-------- Provided records

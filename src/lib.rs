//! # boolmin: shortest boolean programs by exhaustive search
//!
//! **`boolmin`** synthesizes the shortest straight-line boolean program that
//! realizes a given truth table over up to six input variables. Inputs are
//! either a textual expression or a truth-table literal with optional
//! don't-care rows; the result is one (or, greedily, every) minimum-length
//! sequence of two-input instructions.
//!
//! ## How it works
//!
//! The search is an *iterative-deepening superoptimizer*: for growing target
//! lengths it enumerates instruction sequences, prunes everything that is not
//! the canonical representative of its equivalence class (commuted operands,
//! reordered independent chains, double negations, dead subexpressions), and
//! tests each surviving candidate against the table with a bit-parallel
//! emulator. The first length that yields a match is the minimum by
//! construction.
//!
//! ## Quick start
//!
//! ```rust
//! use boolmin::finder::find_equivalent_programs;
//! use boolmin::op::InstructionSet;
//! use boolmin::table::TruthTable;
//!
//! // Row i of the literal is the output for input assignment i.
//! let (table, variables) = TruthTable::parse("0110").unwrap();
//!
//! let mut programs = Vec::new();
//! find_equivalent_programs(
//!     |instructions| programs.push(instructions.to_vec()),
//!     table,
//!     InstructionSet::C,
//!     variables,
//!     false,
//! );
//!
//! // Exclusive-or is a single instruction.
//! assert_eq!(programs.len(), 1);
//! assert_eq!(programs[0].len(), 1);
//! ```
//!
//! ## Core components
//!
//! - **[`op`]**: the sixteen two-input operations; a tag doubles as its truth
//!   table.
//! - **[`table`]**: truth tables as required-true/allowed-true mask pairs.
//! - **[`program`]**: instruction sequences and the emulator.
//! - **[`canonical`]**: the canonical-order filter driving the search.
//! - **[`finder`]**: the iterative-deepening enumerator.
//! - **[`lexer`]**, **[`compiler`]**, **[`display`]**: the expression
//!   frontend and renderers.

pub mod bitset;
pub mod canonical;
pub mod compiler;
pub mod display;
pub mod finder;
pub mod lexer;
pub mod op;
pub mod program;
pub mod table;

----------------
-------- Provided records

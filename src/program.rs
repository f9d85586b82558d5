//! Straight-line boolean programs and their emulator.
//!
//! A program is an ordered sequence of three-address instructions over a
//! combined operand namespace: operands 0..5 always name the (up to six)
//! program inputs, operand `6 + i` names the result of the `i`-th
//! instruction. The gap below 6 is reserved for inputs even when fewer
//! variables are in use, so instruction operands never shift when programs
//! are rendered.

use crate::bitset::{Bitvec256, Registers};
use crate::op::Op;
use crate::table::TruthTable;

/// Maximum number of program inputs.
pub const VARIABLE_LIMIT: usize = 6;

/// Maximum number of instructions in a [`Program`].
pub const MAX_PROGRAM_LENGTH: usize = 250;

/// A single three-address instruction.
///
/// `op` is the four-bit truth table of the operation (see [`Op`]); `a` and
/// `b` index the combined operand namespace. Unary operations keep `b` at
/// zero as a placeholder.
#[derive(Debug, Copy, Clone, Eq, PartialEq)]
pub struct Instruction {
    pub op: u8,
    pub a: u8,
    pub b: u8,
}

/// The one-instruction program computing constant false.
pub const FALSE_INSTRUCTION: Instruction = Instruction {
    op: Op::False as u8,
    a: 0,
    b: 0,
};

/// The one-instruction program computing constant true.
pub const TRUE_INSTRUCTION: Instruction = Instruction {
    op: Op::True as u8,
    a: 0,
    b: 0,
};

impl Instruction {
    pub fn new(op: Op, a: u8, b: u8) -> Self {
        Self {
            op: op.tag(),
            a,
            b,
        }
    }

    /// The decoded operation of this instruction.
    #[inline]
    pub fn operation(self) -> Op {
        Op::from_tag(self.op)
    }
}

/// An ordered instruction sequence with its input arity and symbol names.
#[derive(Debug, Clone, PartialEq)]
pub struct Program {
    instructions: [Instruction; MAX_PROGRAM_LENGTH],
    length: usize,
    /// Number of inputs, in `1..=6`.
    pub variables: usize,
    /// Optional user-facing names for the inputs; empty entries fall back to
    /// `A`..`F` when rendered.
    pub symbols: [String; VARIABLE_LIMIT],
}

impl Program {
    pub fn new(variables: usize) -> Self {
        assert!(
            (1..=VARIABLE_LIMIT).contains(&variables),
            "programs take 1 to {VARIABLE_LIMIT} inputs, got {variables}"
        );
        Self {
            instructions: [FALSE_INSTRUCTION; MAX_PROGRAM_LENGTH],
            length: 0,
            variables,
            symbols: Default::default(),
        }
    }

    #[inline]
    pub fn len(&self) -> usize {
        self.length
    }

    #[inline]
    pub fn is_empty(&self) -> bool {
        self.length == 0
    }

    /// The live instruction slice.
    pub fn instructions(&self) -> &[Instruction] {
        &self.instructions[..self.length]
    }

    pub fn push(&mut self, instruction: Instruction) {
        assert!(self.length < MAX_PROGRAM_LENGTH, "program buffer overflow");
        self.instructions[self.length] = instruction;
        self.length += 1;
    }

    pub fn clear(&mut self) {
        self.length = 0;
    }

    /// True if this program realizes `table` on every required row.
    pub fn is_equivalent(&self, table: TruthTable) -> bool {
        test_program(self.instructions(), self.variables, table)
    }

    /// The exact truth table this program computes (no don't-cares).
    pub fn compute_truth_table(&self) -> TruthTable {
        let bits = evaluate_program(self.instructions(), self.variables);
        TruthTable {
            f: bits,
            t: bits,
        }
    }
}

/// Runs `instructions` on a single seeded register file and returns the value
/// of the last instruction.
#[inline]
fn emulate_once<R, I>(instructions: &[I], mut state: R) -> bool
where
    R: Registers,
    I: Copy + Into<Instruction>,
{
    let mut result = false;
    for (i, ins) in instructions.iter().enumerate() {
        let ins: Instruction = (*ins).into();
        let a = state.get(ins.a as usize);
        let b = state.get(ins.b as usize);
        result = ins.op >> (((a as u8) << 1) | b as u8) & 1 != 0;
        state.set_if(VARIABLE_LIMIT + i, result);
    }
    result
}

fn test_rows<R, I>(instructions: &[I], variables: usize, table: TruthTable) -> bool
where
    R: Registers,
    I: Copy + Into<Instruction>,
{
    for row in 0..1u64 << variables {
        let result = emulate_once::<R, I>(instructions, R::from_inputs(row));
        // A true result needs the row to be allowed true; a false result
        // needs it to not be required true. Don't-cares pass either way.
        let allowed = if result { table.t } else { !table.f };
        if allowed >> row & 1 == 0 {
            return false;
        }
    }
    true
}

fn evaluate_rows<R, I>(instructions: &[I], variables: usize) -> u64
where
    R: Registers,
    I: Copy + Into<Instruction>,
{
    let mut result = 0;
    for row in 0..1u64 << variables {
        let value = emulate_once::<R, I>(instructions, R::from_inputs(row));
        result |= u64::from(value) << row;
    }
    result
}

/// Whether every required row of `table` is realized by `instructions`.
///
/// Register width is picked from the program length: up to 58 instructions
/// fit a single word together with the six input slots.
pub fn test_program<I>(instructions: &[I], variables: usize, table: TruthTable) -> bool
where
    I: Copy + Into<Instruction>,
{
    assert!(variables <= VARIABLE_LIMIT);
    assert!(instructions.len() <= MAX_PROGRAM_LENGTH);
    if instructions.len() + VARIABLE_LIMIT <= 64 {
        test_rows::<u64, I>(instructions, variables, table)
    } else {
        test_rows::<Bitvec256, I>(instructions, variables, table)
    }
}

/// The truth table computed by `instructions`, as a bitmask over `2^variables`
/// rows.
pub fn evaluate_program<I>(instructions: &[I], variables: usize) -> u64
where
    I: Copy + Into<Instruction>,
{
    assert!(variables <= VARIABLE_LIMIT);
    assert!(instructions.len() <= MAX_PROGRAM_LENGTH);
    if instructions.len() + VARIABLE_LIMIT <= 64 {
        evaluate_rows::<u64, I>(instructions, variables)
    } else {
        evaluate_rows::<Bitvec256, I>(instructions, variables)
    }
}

----------------

Above this instruction are the records; retype exactly the lines from the one containing "self.length += 1;" up to and including the one containing "the last instruction.".

Response area
        self.length += 1;
    }

    pub fn clear(&mut self) {
        self.length = 0;
    }

    /// True if this program realizes `table` on every required row.
    pub fn is_equivalent(&self, table: TruthTable) -> bool {
        test_program(self.instructions(), self.variables, table)
    }

    /// The exact truth table this program computes (no don't-cares).
    pub fn compute_truth_table(&self) -> TruthTable {
        let bits = evaluate_program(self.instructions(), self.variables);
        TruthTable {
            f: bits,
            t: bits,
        }
    }
}

/// Runs `instructions` on a single seeded register file and returns the value
/// of the last instruction.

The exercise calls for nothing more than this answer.